Section 8. Residual Rights. All rights accruing to the outstanding shares of this Corporation not expressly provided for to the contrary herein shall be vested in the Common.

 

V

 

Except as set forth herein, the number of directors that constitutes the entire Board of Directors of the corporation shall be determined in the manner set forth in the Bylaws of the corporation.

 

VI

 

In furtherance and not in limitation of the powers conferred by statute, the Board of Directors of the corporation is expressly authorized to adopt, amend or repeal the Bylaws of the corporation.

 

VII

 

The election of directors need not be by written ballot unless the Bylaws of the corporation shall so provide.

 

VIII

 

(a) Limitation of Director’s Liability. To the fullest extent permitted by the General Corporation Law of Delaware as the same exists or may hereafter be amended, a director of the corporation shall not be personally liable to the corporation or its stockholders for monetary damages for breach of fiduciary duty as a director.

 

(b) Indemnification of Directors and Officers. To the fullest extent permitted by applicable law, the corporation is authorized to provide indemnification of, and advancement of expenses to, directors, officers, employees, other agents of the corporation and any other persons to which the General Corporation Law of Delaware permits the corporation to provide indemnification.

 

(c) Repeal or Modification.

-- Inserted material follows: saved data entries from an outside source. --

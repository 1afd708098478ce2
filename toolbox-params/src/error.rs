//! Parameter parsing and resolution errors (§4.3, §7 error taxonomy).

use thiserror::Error;
use toolbox_core::ToolboxError;

#[derive(Debug, Error)]
pub enum ParamError {
    #[error("parameter '{name}' is required but was not supplied")]
    Missing { name: String },

    #[error("parameter '{name}' expected type {expected}, got {actual}")]
    WrongType {
        name: String,
        expected: &'static str,
        actual: &'static str,
    },

    #[error("array parameter '{name}' element {index}: {source}")]
    ArrayElement {
        name: String,
        index: usize,
        #[source]
        source: Box<ParamError>,
    },

    #[error("map parameter '{name}' key '{key}' is not in its allow-list")]
    DisallowedKey { name: String, key: String },

    #[error("map parameter '{name}' value for key '{key}': {source}")]
    MapValue {
        name: String,
        key: String,
        #[source]
        source: Box<ParamError>,
    },

    #[error("client supplied a value for claim-bound parameter '{name}'")]
    ClaimBoundOverride { name: String },

    #[error("auth service '{service}' did not provide claim field '{field}' for parameter '{name}'")]
    MissingClaim {
        name: String,
        service: String,
        field: String,
    },

    #[error("template value for parameter '{name}' contains characters outside the safe identifier set")]
    UnsafeTemplateValue { name: String },
}

impl From<ParamError> for ToolboxError {
    fn from(err: ParamError) -> Self {
        ToolboxError::InvalidParameter(err.to_string())
    }
}
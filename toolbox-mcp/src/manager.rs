//! Session registry for the HTTP/SSE transport (§4.9 "Session state machine").
//!
//! One [`SessionManager`] is shared by every request the HTTP transport
//! dispatches; it owns every live session and runs the idle-reaping sweep
//! (§4.9 "Idle sessions are closed after a configurable timeout").

use std::collections::HashMap;
use std::sync::{Arc, RwLock};
use std::time::Duration;

use uuid::Uuid;

use crate::session::{Session, SessionState, DEFAULT_IDLE_TIMEOUT, DEFAULT_QUEUE_CAPACITY};

pub struct SessionManager {
    sessions: RwLock<HashMap<String, Arc<Session>>>,
    idle_timeout: Duration,
    queue_capacity: usize,
}

impl SessionManager {
    pub fn new() -> Self {
        Self::with_config(DEFAULT_IDLE_TIMEOUT, DEFAULT_QUEUE_CAPACITY)
    }

    pub fn with_config(idle_timeout: Duration, queue_capacity: usize) -> Self {
        Self {
            sessions: RwLock::new(HashMap::new()),
            idle_timeout,
            queue_capacity,
        }
    }

    /// Open a new session addressed at `toolset` and return its handle.
    pub fn create(&self, toolset: impl Into<String>) -> Arc<Session> {
        let id = Uuid::new_v4().to_string();
        let session = Arc::new(Session::with_capacity(id.clone(), toolset, self.queue_capacity));
        self.sessions.write().expect("session map lock poisoned").insert(id, session.clone());
        session
    }

    pub fn get(&self, id: &str) -> Option<Arc<Session>> {
        self.sessions.read().expect("session map lock poisoned").get(id).cloned()
    }

    pub fn remove(&self, id: &str) -> Option<Arc<Session>> {
        self.sessions.write().expect("session map lock poisoned").remove(id)
    }

    pub fn len(&self) -> usize {
        self.sessions.read().expect("session map lock poisoned").len()
    }

    pub fn is_empty(&self) -> bool {
        self.len() == 0
    }

    /// Close and drop every session idle past the configured timeout (§4.9).
    /// Returns the ids reaped, for logging by the caller.
    pub fn reap_idle(&self) -> Vec<String> {
        let expired: Vec<String> = {
            let sessions = self.sessions.read().expect("session map lock poisoned");
            sessions
                .values()
                .filter(|s| s.idle_for() >= self.idle_timeout)
                .map(|s| s.id.clone())
                .collect()
        };
        let mut sessions = self.sessions.write().expect("session map lock poisoned");
        for id in &expired {
            if let Some(session) = sessions.remove(id) {
                session.transition(SessionState::Closed);
            }
        }
        expired
    }

    /// Spawn the background sweep that periodically calls [`reap_idle`]
    /// (§4.9, grounded on the teacher's session-cleanup sweep pattern).
    pub fn spawn_reaper(self: Arc<Self>, interval: Duration) -> tokio::task::JoinHandle<()> {
        tokio::spawn(async move {
            let mut ticker = tokio::time::interval(interval);
            loop {
                ticker.tick().await;
                for id in self.reap_idle() {
                    tracing::debug!(session_id = %id, "reaped idle MCP session");
                }
            }
        })
    }
}

impl Default for SessionManager {
    fn default() -> Self {
        Self::new()
    }
}
//! A minimal in-process counter registry for invocation outcomes.
//!
//! The core depends on telemetry exporters only through this narrow interface (§1);
//! wiring an OTLP or Prometheus exporter on top is left to the binary crate.

use std::collections::HashMap;
use std::sync::RwLock;

use crate::error::ErrorCategory;

/// Counts successful and failed tool invocations, tagged by tool name and, for
/// failures, by §7 error category.
#[derive(Default)]
pub struct InvocationCounters {
    successes: RwLock<HashMap<String, u64>>,
    failures: RwLock<HashMap<(String, &'static str), u64>>,
}

impl InvocationCounters {
    pub fn new() -> Self {
        Self::default()
    }

    pub fn record_success(&self, tool_name: &str) {
        let mut successes = self.successes.write().expect("counters lock poisoned");
        *successes.entry(tool_name.to_string()).or_insert(0) += 1;
    }

    pub fn record_failure(&self, tool_name: &str, category: ErrorCategory) {
        let mut failures = self.failures.write().expect("counters lock poisoned");
        *failures
            .entry((tool_name.to_string(), category.as_str()))
            .or_insert(0) += 1;
    }

    pub fn success_count(&self, tool_name: &str) -> u64 {
        self.successes
            .read()
            .expect("counters lock poisoned")
            .get(tool_name)
            .copied()
            .unwrap_or(0)
    }

    pub fn failure_count(&self, tool_name: &str, category: ErrorCategory) -> u64 {
        self.failures
            .read()
            .expect("counters lock poisoned")
            .get(&(tool_name.to_string(), category.as_str()))
            .copied()
            .unwrap_or(0)
    }

    /// Snapshot every counter as `(tool_name, category_or_"success", count)` tuples,
    /// for the optional debug endpoint.
    pub fn snapshot(&self) -> Vec<(String, String, u64)> {
        let mut out = Vec::new();
        for (tool, count) in self.successes.read().expect("counters lock poisoned").iter() {
            out.push((tool.clone(), "success".to_string(), *count));
        }
        for ((tool, category), count) in self.failures.read().expect("counters lock poisoned").iter() {
            out.push((tool.clone(), category.to_string(), *count));
        }
        out
    }
}
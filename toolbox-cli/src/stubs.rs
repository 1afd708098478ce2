//! Demo `stub-sql`/`stub-http` kinds (§1 Non-goals: "concrete backend driver
//! code" is out of scope for the core). Registering these is what lets the
//! binary actually load a tools file and serve requests without depending on
//! a real backend crate; they mirror the fixtures `toolbox-config`'s
//! integration tests and the two prebuilt YAML bundles already assume.

use std::any::Any;
use std::sync::{Arc, OnceLock};

use async_trait::async_trait;
use serde_json::Value;

use toolbox_core::Result as ToolboxResult;
use toolbox_interfaces::{Capability, CapabilitySet, Source, Tool};
use toolbox_params::{ParamValues, Parameter};
use toolbox_registry::{SourceFactory, SourceRegistry, ToolFactory, ToolRegistry};

const SQL_POOL: Capability = Capability::new("sql.pool");
const HTTP_CLIENT: Capability = Capability::new("http.client");

#[derive(Debug)]
struct StubSqlSource {
    name: String,
}

#[async_trait]
impl Source for StubSqlSource {
    fn name(&self) -> &str {
        &self.name
    }
    fn kind(&self) -> &str {
        "stub-sql"
    }
    fn capabilities(&self) -> &CapabilitySet {
        static CAPS: OnceLock<CapabilitySet> = OnceLock::new();
        CAPS.get_or_init(|| CapabilitySet::new([SQL_POOL]))
    }
    fn as_any(&self) -> &dyn Any {
        self
    }
}

#[derive(Debug)]
struct StubHttpSource {
    name: String,
}

#[async_trait]
impl Source for StubHttpSource {
    fn name(&self) -> &str {
        &self.name
    }
    fn kind(&self) -> &str {
        "stub-http"
    }
    fn capabilities(&self) -> &CapabilitySet {
        static CAPS: OnceLock<CapabilitySet> = OnceLock::new();
        CAPS.get_or_init(|| CapabilitySet::new([HTTP_CLIENT]))
    }
    fn as_any(&self) -> &dyn Any {
        self
    }
}

/// A tool that reports the statement/URL it was declared with instead of
/// actually reaching a backend, so a demo config can be invoked end to end.
struct StubTool {
    name: String,
    source_name: String,
    required: CapabilitySet,
    parameters: Vec<Parameter>,
    auth_required: Vec<String>,
    echo_key: &'static str,
    echo_value: String,
}

#[async_trait]
impl Tool for StubTool {
    fn name(&self) -> &str {
        &self.name
    }
    fn description(&self) -> &str {
        "demo stub tool: echoes its declared statement/URL and resolved parameters"
    }
    fn parameters(&self) -> &[Parameter] {
        &self.parameters
    }
    fn template_parameters(&self) -> &[Parameter] {
        &[]
    }
    fn auth_required(&self) -> &[String] {
        &self.auth_required
    }
    fn source_name(&self) -> &str {
        &self.source_name
    }
    fn required_capabilities(&self) -> &CapabilitySet {
        &self.required
    }
    async fn invoke(
        &self,
        _source: &dyn Source,
        params: &ParamValues,
        _expanded_template: Option<&str>,
    ) -> ToolboxResult<Value> {
        let mut out = serde_json::Map::new();
        out.insert(self.echo_key.to_string(), Value::String(self.echo_value.clone()));
        let mut args = serde_json::Map::new();
        for entry in params.iter() {
            args.insert(entry.name.clone(), entry.value.to_json());
        }
        out.insert("parameters".to_string(), Value::Object(args));
        Ok(Value::Object(out))
    }
}

fn raw_str(raw: &Value, key: &str) -> String {
    raw.get(key).and_then(Value::as_str).unwrap_or_default().to_string()
}

struct StubSqlSourceFactory;
impl SourceFactory for StubSqlSourceFactory {
    fn kind(&self) -> &'static str {
        "stub-sql"
    }
    fn build(&self, name: &str, _raw: &Value) -> ToolboxResult<Arc<dyn Source>> {
        Ok(Arc::new(StubSqlSource { name: name.to_string() }))
    }
}

struct StubHttpSourceFactory;
impl SourceFactory for StubHttpSourceFactory {
    fn kind(&self) -> &'static str {
        "stub-http"
    }
    fn build(&self, name: &str, _raw: &Value) -> ToolboxResult<Arc<dyn Source>> {
        Ok(Arc::new(StubHttpSource { name: name.to_string() }))
    }
}

struct StubSqlToolFactory;
impl ToolFactory for StubSqlToolFactory {
    fn kind(&self) -> &'static str {
        "stub-sql"
    }
    fn build(&self, name: &str, raw: &Value, _source: Arc<dyn Source>) -> ToolboxResult<Arc<dyn Tool>> {
        Ok(Arc::new(StubTool {
            name: name.to_string(),
            source_name: raw_str(raw, "source"),
            required: CapabilitySet::new([SQL_POOL]),
            parameters: vec![],
            auth_required: vec![],
            echo_key: "statement",
            echo_value: raw_str(raw, "statement"),
        }))
    }
}

struct StubHttpToolFactory;
impl ToolFactory for StubHttpToolFactory {
    fn kind(&self) -> &'static str {
        "stub-http"
    }
    fn build(&self, name: &str, raw: &Value, _source: Arc<dyn Source>) -> ToolboxResult<Arc<dyn Tool>> {
        Ok(Arc::new(StubTool {
            name: name.to_string(),
            source_name: raw_str(raw, "source"),
            required: CapabilitySet::new([HTTP_CLIENT]),
            parameters: vec![],
            auth_required: vec![],
            echo_key: "url",
            echo_value: raw_str(raw, "url"),
        }))
    }
}

pub fn source_registry() -> SourceRegistry {
    let registry = SourceRegistry::new("source");
    registry.register("stub-sql", Arc::new(StubSqlSourceFactory));
    registry.register("stub-http", Arc::new(StubHttpSourceFactory));
    registry
}

pub fn tool_registry() -> ToolRegistry {
    let registry = ToolRegistry::new("tool");
    registry.register("stub-sql", Arc::new(StubSqlToolFactory));
    registry.register("stub-http", Arc::new(StubHttpToolFactory));
    registry
}
//! MCP HTTP/SSE transport (§4.9).
//!
//! `POST /mcp` opens a session (on `initialize`) or dispatches a JSON-RPC
//! request against an existing one; `GET /mcp?sessionId=…` streams the
//! session's event queue as Server-Sent Events, honoring `Last-Event-Id` for
//! resumable reconnects.

use std::convert::Infallible;
use std::time::Duration;

use axum::extract::{Query, State};
use axum::http::HeaderMap;
use axum::response::sse::{Event, KeepAlive, Sse};
use axum::response::IntoResponse;
use axum::Json;
use futures_util::stream::Stream;
use serde::Deserialize;
use serde_json::json;

use toolbox_mcp::protocol::{JsonRpcError, JsonRpcResponse};
use toolbox_mcp::JsonRpcRequest;

use crate::app::AppState;

const SESSION_HEADER: &str = "Mcp-Session-Id";
const LAST_EVENT_ID_HEADER: &str = "last-event-id";
/// How often the SSE loop checks the session buffer for new events. MCP
/// sessions are request-driven, not push-heavy, so short polling is simpler
/// than wiring a broadcast channel through `Session` for this volume (§4.9).
const POLL_INTERVAL: Duration = Duration::from_millis(200);

#[derive(Debug, Deserialize)]
pub struct McpQuery {
    #[serde(rename = "sessionId")]
    session_id: Option<String>,
    /// Toolset a brand-new session is addressed at; defaults to the implicit
    /// `""` toolset (§4.7) when omitted.
    toolset: Option<String>,
}

/// `POST /mcp` / `POST /mcp/v1` (§4.9).
pub async fn mcp_post(
    State(state): State<AppState>,
    Query(query): Query<McpQuery>,
    headers: HeaderMap,
    Json(request): Json<JsonRpcRequest>,
) -> impl IntoResponse {
    let session = match &query.session_id {
        Some(id) => match state.sessions.get(id) {
            Some(session) => session,
            None => {
                let error = JsonRpcError::invalid_params(format!("unknown session '{id}'"));
                return Json(JsonRpcResponse::failure(request.id.clone(), error)).into_response();
            }
        },
        None => state.sessions.create(query.toolset.clone().unwrap_or_default()),
    };

    let response = state.mcp.handle(&session, &request, &headers).await;
    let Some(response) = response else {
        return axum::http::StatusCode::ACCEPTED.into_response();
    };

    session.push_event("response", json!(response));

    let mut http_response = Json(response).into_response();
    if let Ok(value) = session.id.parse() {
        http_response.headers_mut().insert(SESSION_HEADER, value);
    }
    http_response
}

/// `GET /mcp` / `GET /mcp/v1` (§4.9): SSE stream of the session's events,
/// replaying from `Last-Event-Id` when present (§4.9, §8 scenario S4).
pub async fn mcp_sse(
    State(state): State<AppState>,
    Query(query): Query<McpQuery>,
    headers: HeaderMap,
) -> impl IntoResponse {
    let Some(session_id) = query.session_id else {
        return axum::http::StatusCode::BAD_REQUEST.into_response();
    };
    let Some(session) = state.sessions.get(&session_id) else {
        return axum::http::StatusCode::NOT_FOUND.into_response();
    };

    let last_event_id = headers
        .get(LAST_EVENT_ID_HEADER)
        .and_then(|v| v.to_str().ok())
        .and_then(|v| v.parse::<u64>().ok());

    let stream = event_stream(session, last_event_id);
    Sse::new(stream)
        .keep_alive(KeepAlive::new().interval(Duration::from_secs(15)).text("keep-alive"))
        .into_response()
}

fn event_stream(
    session: std::sync::Arc<toolbox_mcp::Session>,
    last_event_id: Option<u64>,
) -> impl Stream<Item = Result<Event, Infallible>> {
    async_stream::stream! {
        let mut cursor = last_event_id;
        for buffered in session.events_since(cursor) {
            cursor = Some(buffered.id);
            yield Ok(sse_event(&buffered));
        }

        loop {
            tokio::time::sleep(POLL_INTERVAL).await;
            if session.state() == toolbox_mcp::SessionState::Closed {
                return;
            }
            for buffered in session.events_since(cursor) {
                cursor = Some(buffered.id);
                yield Ok(sse_event(&buffered));
            }
        }
    }
}

fn sse_event(buffered: &toolbox_mcp::BufferedEvent) -> Event {
    let mut data = buffered.data.clone();
    if buffered.resumed == Some(false) {
        if let Some(obj) = data.as_object_mut() {
            obj.insert("resumed".to_string(), json!(false));
        }
    }
    Event::default()
        .id(buffered.id.to_string())
        .event(buffered.event.clone())
        .data(data.to_string())
}
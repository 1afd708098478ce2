//! Result normalization (§4.5 step 6): coerce whatever a backend driver hands back
//! into a JSON-serializable value with a small, predictable shape.

use base64::Engine;
use serde_json::{Map, Number, Value};

/// A single opaque scalar a driver can return, before normalization.
///
/// Concrete `Source`/`Tool` implementations are out of scope for this core (§1), but
/// they all funnel their results through this enum so normalization stays uniform
/// across backend families.
#[derive(Debug, Clone)]
pub enum RawValue {
    Null,
    Bool(bool),
    Int(i64),
    Float(f64),
    /// A driver-specific arbitrary-precision numeric, rendered as a decimal string
    /// (e.g. Postgres `NUMERIC`, BigQuery `BIGNUMERIC`).
    Decimal(String),
    Text(String),
    /// Raw bytes: normalized to UTF-8 text when valid, base64 otherwise.
    Bytes(Vec<u8>),
    Array(Vec<RawValue>),
    Row(Vec<(String, RawValue)>),
}

/// Normalize a single raw value into the JSON value the transport will serialize.
pub fn normalize(value: RawValue) -> Value {
    match value {
        RawValue::Null => Value::Null,
        RawValue::Bool(b) => Value::Bool(b),
        RawValue::Int(i) => Value::Number(Number::from(i)),
        RawValue::Float(f) => Number::from_f64(f).map(Value::Number).unwrap_or(Value::Null),
        RawValue::Decimal(d) => Value::String(trim_decimal(&d)),
        RawValue::Text(s) => Value::String(s),
        RawValue::Bytes(bytes) => match String::from_utf8(bytes.clone()) {
            Ok(s) if s.chars().all(|c| !c.is_control() || c == '\n' || c == '\t') => {
                Value::String(s)
            }
            _ => Value::String(base64::engine::general_purpose::STANDARD.encode(&bytes)),
        },
        RawValue::Array(items) => Value::Array(items.into_iter().map(normalize).collect()),
        RawValue::Row(cols) => {
            let mut map = Map::new();
            for (name, val) in cols {
                map.insert(name, normalize(val));
            }
            Value::Object(map)
        }
    }
}

/// Normalize a set of result rows the way SQL-shaped tools do: a list of
/// column-name -> value maps (§4.5 step 6).
pub fn normalize_rows(rows: Vec<Vec<(String, RawValue)>>) -> Value {
    Value::Array(
        rows.into_iter()
            .map(RawValue::Row)
            .map(normalize)
            .collect(),
    )
}

/// Trim trailing zeros off a driver-emitted decimal string without touching the
/// integer part or the sign, e.g. `"1.500000"` -> `"1.5"`, `"2.000000"` -> `"2"`.
fn trim_decimal(raw: &str) -> String {
    if !raw.contains('.') {
        return raw.to_string();
    }
    let trimmed = raw.trim_end_matches('0');
    let trimmed = trimmed.trim_end_matches('.');
    if trimmed.is_empty() || trimmed == "-" {
        "0".to_string()
    } else {
        trimmed.to_string()
    }
}
//! Prebuilt-config selector (§4.10): `--prebuilt <name>` loads an embedded YAML
//! bundle instead of a user-supplied file. Env substitution still runs, so an
//! operator still supplies secrets externally; only the YAML document itself
//! ships inside the binary.
//!
//! The two bundles here are placeholders standing in for whatever curated
//! content a real deployment would embed (§10 Non-goals: "the content of
//! individual prebuilt YAML documents" is out of scope for this core).

use crate::error::ConfigError;

const DEMO_POSTGRES: &str = include_str!("../prebuilt/demo-postgres.yaml");
const DEMO_HTTP: &str = include_str!("../prebuilt/demo-http.yaml");

/// Resolve `name` to its embedded YAML text, or a fatal [`ConfigError::UnknownPrebuilt`].
pub fn lookup(name: &str) -> Result<&'static str, ConfigError> {
    match name {
        "demo-postgres" => Ok(DEMO_POSTGRES),
        "demo-http" => Ok(DEMO_HTTP),
        other => Err(ConfigError::UnknownPrebuilt { name: other.to_string() }),
    }
}

/// Names of every embedded prebuilt bundle, for `--help` and error messages.
pub fn names() -> &'static [&'static str] {
    &["demo-postgres", "demo-http"]
}

#[cfg(test)]
mod tests {
    use super::*;

    #[test]
    fn known_prebuilt_names_resolve_to_non_empty_yaml() {
        for name in names() {
            let yaml = lookup(name).unwrap();
            assert!(!yaml.trim().is_empty());
        }
    }

    #[test]
    fn unknown_prebuilt_name_is_fatal() {
        let err = lookup("does-not-exist").unwrap_err();
        assert!(matches!(err, ConfigError::UnknownPrebuilt { .. }));
    }
}
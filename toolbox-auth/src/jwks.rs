//! JWKS fetch and cache, one per configured auth service (§4.4).
//!
//! A fetch failure at startup is fatal (the caller should abort config load);
//! a fetch failure during a background refresh is logged and the last good
//! key set is retained (§4.4 error taxonomy).

use std::collections::HashMap;
use std::sync::RwLock;

use jsonwebtoken::DecodingKey;
use serde::Deserialize;

use crate::error::AuthError;

#[derive(Debug, Clone, Deserialize)]
struct RawJwk {
    kid: Option<String>,
    kty: String,
    #[serde(default)]
    n: Option<String>,
    #[serde(default)]
    e: Option<String>,
}

#[derive(Debug, Deserialize)]
struct JwksDocument {
    keys: Vec<RawJwk>,
}

#[derive(Debug, Clone)]
struct CachedKey {
    kty: String,
    n: Option<String>,
    e: Option<String>,
}

impl CachedKey {
    fn to_decoding_key(&self, service: &str, kid: &str) -> Result<DecodingKey, AuthError> {
        match self.kty.as_str() {
            "RSA" => {
                let n = self.n.as_deref().ok_or_else(|| AuthError::UnsupportedKeyType {
                    service: service.to_string(),
                    kty: "RSA (missing n)".to_string(),
                })?;
                let e = self.e.as_deref().ok_or_else(|| AuthError::UnsupportedKeyType {
                    service: service.to_string(),
                    kty: "RSA (missing e)".to_string(),
                })?;
                DecodingKey::from_rsa_components(n, e).map_err(|_| AuthError::UnsupportedKeyType {
                    service: service.to_string(),
                    kty: "RSA (malformed components)".to_string(),
                })
            }
            other => Err(AuthError::UnsupportedKeyType {
                service: service.to_string(),
                kty: other.to_string(),
            }),
        }
    }
}

/// Cached JWKS for a single auth service, keyed by `kid`.
pub struct JwksCache {
    service: String,
    url: String,
    client: reqwest::Client,
    keys: RwLock<HashMap<String, CachedKey>>,
}

impl JwksCache {
    /// Fetch the JWKS once at construction. A failure here is meant to be
    /// treated as fatal by the caller (§4.4: "JWKS fetch failure at startup ->
    /// fatal").
    pub async fn new(service: impl Into<String>, url: impl Into<String>) -> Result<Self, AuthError> {
        let cache = Self {
            service: service.into(),
            url: url.into(),
            client: reqwest::Client::new(),
            keys: RwLock::new(HashMap::new()),
        };
        cache.refresh().await?;
        Ok(cache)
    }

    /// Re-fetch the JWKS document. On failure the previously cached keys are
    /// left untouched so verification of already-seen `kid`s keeps working.
    pub async fn refresh(&self) -> Result<(), AuthError> {
        let document = self
            .client
            .get(&self.url)
            .send()
            .await
            .map_err(|source| AuthError::JwksFetch {
                service: self.service.clone(),
                url: self.url.clone(),
                source,
            })?
            .error_for_status()
            .map_err(|source| AuthError::JwksFetch {
                service: self.service.clone(),
                url: self.url.clone(),
                source,
            })?
            .json::<JwksDocument>()
            .await
            .map_err(|source| AuthError::JwksFetch {
                service: self.service.clone(),
                url: self.url.clone(),
                source,
            })?;

        let mut fetched = HashMap::new();
        for jwk in document.keys {
            if let Some(kid) = jwk.kid {
                fetched.insert(
                    kid,
                    CachedKey {
                        kty: jwk.kty,
                        n: jwk.n,
                        e: jwk.e,
                    },
                );
            }
        }

        let mut keys = self.keys.write().expect("jwks cache lock poisoned");
        *keys = fetched;
        Ok(())
    }

    /// Look up the decoding key for `kid`, refreshing once if it isn't cached.
    pub async fn decoding_key(&self, kid: &str) -> Result<DecodingKey, AuthError> {
        if let Some(key) = self.cached_key(kid) {
            return key.to_decoding_key(&self.service, kid);
        }
        self.refresh().await?;
        self.cached_key(kid)
            .ok_or_else(|| AuthError::UnknownKeyId {
                service: self.service.clone(),
                kid: kid.to_string(),
            })?
            .to_decoding_key(&self.service, kid)
    }

    fn cached_key(&self, kid: &str) -> Option<CachedKey> {
        self.keys
            .read()
            .expect("jwks cache lock poisoned")
            .get(kid)
            .cloned()
    }
}
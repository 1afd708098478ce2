//! Capability-based tool/source matching (§4.6, REDESIGN FLAGS: capability structs
//! replace `interface{}` down-casts so mismatches are caught at wire-up).

use std::collections::BTreeSet;
use std::fmt;

/// A capability tag a source publishes, e.g. `"sql.pool"`, `"bigquery.client"`,
/// `"http.client"`, `"sql.readonly"`. Tags are opaque strings by design: the core
/// never interprets them beyond set membership, leaving their vocabulary to the
/// source/tool kinds that define it.
#[derive(Debug, Clone, Copy, PartialEq, Eq, PartialOrd, Ord, Hash)]
pub struct Capability(&'static str);

impl Capability {
    pub const fn new(tag: &'static str) -> Self {
        Self(tag)
    }

    pub fn as_str(&self) -> &'static str {
        self.0
    }
}

impl fmt::Display for Capability {
    fn fmt(&self, f: &mut fmt::Formatter<'_>) -> fmt::Result {
        write!(f, "{}", self.0)
    }
}

/// The set of capabilities a source publishes, or a tool requires.
#[derive(Debug, Clone, Default, PartialEq, Eq)]
pub struct CapabilitySet(BTreeSet<Capability>);

impl CapabilitySet {
    pub fn new(tags: impl IntoIterator<Item = Capability>) -> Self {
        Self(tags.into_iter().collect())
    }

    pub fn contains(&self, cap: Capability) -> bool {
        self.0.contains(&cap)
    }

    pub fn iter(&self) -> impl Iterator<Item = &Capability> {
        self.0.iter()
    }

    /// Capabilities `required` declares that `self` (a source's published set)
    /// does not provide. Empty means the source satisfies every requirement.
    pub fn missing_from(&self, required: &CapabilitySet) -> Vec<Capability> {
        required.0.difference(&self.0).copied().collect()
    }
}

impl FromIterator<Capability> for CapabilitySet {
    fn from_iter<T: IntoIterator<Item = Capability>>(iter: T) -> Self {
        Self(iter.into_iter().collect())
    }
}
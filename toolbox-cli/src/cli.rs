//! CLI argument parsing (§6 "CLI surface").

use clap::Parser;

#[derive(Parser, Debug)]
#[command(name = "toolbox", author, version, about = "Tool-dispatch runtime for AI agents", long_about = None)]
pub struct Cli {
    /// Path to the tools-file YAML document (§4.2, §6).
    #[arg(long, value_name = "PATH", conflicts_with = "prebuilt")]
    pub tools_file: Option<String>,

    /// Name of an embedded prebuilt config bundle (§4.10), instead of `--tools-file`.
    #[arg(long, value_name = "NAME", conflicts_with = "tools_file")]
    pub prebuilt: Option<String>,

    /// Address the HTTP transport binds to.
    #[arg(long, value_name = "HOST", default_value = "127.0.0.1")]
    pub address: String,

    /// Port the HTTP transport binds to.
    #[arg(long, value_name = "PORT", default_value_t = 5000)]
    pub port: u16,

    /// Prefix every REST/MCP route with this path, e.g. `/toolbox`.
    #[arg(long, value_name = "STRING", default_value = "")]
    pub base_path: String,

    /// Tracing filter, e.g. `info`, `debug`, `toolbox_pipeline=debug`.
    #[arg(long, value_name = "LEVEL")]
    pub log_level: Option<String>,

    /// OTLP collector endpoint. Accepted and stored; no exporter is wired in
    /// this core (§A.1, spec.md §1 Non-goals).
    #[arg(long, value_name = "URL")]
    pub telemetry_otlp: Option<String>,

    /// Serve MCP over stdio only; disables the HTTP transport entirely (§6).
    #[arg(long)]
    pub stdio: bool,
}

Any repeal or modification of this Article VIII, by amendment of such section or by operation of law, shall not adversely affect any right or protection of a director, officer, employee or other agent of the corporation existing at the time of, or increase the liability of any such person with respect to any acts or omissions in their capacity as a director, officer, employee, or other agent of the corporation occurring prior to such repeal or modification.

 

IX

 

The corporation reserves the right to amend, alter, change or repeal any provision contained in this Certificate of Incorporation, in the manner now or hereafter prescribed herein or by statute, and all rights conferred upon stockholders herein are granted subject to this reservation.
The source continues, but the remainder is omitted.